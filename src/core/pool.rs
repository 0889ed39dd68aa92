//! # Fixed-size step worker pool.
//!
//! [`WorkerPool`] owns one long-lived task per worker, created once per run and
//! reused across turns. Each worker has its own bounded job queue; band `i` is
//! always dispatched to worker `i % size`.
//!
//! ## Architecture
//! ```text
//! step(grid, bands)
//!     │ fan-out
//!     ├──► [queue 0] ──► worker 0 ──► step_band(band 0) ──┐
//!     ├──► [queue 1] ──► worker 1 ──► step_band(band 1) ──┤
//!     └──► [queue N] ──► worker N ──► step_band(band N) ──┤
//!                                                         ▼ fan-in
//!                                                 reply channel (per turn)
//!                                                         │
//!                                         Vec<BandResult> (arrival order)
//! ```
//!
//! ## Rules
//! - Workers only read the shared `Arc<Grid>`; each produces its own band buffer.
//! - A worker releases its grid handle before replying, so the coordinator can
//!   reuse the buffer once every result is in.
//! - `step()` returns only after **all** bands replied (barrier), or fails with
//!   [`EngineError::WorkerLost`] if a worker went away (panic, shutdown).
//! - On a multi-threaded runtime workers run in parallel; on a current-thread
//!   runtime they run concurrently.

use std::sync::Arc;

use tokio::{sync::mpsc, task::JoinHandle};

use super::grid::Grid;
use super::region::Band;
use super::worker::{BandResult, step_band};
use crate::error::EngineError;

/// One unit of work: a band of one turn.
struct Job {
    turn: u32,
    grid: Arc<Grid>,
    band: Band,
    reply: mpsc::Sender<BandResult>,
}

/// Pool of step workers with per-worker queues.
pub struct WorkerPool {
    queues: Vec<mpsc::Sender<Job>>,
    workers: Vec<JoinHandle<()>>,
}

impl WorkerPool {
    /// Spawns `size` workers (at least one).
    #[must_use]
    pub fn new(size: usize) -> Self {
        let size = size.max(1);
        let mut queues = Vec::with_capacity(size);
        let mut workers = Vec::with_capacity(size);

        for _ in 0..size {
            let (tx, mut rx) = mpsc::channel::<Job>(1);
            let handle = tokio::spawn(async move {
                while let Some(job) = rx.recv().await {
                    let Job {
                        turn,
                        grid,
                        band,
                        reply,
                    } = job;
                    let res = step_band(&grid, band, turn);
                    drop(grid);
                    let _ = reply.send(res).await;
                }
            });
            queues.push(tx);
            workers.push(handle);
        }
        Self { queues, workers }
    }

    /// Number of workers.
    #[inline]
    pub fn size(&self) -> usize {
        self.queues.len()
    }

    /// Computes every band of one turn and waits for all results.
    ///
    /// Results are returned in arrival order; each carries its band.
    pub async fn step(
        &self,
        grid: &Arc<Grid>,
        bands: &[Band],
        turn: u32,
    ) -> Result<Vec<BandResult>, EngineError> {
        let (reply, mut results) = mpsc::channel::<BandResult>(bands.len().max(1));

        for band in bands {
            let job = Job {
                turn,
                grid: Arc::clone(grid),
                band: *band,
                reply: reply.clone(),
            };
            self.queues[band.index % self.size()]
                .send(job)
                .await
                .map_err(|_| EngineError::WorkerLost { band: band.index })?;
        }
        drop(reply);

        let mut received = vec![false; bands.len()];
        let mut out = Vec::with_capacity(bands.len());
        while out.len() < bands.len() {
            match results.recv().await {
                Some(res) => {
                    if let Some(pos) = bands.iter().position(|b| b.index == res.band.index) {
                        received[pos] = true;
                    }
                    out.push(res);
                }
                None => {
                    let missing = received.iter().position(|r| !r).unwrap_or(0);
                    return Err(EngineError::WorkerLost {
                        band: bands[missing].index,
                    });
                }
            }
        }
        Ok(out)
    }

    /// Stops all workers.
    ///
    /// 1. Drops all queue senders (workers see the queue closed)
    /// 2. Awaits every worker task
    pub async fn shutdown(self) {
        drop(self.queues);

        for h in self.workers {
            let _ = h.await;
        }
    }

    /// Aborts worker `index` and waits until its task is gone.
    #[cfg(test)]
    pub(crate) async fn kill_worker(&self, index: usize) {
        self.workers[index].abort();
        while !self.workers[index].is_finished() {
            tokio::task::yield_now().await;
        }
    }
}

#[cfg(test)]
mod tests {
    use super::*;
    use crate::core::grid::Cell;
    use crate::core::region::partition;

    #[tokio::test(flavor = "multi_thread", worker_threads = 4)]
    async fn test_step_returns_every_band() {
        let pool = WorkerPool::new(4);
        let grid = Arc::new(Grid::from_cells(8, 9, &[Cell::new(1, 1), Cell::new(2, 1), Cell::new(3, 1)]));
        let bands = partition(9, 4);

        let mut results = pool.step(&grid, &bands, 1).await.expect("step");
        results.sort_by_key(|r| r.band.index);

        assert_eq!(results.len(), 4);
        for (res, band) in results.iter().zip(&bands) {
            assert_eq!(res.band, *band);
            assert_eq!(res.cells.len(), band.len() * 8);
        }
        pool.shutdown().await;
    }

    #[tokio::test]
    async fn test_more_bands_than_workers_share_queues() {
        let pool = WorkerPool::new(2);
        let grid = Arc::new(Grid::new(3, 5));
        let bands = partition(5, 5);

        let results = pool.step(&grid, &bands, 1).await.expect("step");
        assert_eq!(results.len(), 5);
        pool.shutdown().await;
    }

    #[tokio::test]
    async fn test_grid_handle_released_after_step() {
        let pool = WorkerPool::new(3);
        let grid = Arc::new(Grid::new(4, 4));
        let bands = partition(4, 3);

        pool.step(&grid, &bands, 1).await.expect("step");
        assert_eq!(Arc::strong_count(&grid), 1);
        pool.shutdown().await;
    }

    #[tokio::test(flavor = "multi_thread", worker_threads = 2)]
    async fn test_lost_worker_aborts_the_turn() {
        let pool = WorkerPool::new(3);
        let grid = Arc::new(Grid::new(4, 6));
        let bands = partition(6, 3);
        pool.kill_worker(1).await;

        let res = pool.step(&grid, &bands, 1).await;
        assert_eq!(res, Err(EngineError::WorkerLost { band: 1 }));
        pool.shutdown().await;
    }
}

________________________________________

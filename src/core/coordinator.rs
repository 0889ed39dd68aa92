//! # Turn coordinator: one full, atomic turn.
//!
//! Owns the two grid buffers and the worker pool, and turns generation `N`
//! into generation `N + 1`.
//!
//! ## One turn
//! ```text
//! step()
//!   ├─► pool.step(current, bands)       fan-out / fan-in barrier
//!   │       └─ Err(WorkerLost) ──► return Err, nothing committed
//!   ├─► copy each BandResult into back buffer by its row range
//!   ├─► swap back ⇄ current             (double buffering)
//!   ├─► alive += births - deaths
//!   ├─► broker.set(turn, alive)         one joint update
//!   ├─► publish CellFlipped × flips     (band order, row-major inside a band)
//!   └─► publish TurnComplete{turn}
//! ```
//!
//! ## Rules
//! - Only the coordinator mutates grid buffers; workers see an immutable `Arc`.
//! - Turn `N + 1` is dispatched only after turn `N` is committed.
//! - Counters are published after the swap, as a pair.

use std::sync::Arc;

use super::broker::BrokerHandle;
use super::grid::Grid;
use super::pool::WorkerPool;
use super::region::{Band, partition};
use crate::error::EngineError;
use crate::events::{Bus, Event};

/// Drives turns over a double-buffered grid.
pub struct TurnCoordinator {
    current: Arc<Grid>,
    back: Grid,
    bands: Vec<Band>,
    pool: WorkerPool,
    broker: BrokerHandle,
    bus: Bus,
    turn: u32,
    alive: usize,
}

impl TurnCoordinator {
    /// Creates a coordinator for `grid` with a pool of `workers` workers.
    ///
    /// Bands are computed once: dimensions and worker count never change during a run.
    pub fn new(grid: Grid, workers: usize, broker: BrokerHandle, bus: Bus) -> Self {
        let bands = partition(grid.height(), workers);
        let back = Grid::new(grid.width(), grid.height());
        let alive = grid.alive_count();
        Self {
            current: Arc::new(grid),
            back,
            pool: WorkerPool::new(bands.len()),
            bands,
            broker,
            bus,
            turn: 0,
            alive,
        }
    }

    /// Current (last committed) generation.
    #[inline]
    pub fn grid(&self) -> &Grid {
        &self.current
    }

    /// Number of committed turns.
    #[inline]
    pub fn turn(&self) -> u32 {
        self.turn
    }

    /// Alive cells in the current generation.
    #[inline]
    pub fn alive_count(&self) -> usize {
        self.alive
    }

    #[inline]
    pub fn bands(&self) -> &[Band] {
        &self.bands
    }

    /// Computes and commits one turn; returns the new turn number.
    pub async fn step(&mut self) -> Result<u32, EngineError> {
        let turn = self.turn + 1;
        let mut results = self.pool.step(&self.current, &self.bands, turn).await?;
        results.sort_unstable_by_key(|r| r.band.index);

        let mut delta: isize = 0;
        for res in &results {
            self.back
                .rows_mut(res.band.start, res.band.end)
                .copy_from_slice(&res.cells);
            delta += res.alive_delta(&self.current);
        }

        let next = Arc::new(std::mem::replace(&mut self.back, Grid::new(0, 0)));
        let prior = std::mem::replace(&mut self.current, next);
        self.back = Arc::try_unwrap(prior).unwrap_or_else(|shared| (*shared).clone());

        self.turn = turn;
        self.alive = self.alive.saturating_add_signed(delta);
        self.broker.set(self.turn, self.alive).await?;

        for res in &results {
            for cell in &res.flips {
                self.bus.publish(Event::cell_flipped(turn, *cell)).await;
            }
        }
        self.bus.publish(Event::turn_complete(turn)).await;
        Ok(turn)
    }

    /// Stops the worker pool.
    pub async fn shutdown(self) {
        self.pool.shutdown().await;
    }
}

________________________________________

**WHAT TO DO:** What is the number of lines in the data holding the word "BandResult"? Reply with that number only.

**RESULT OF THE TASK:** 6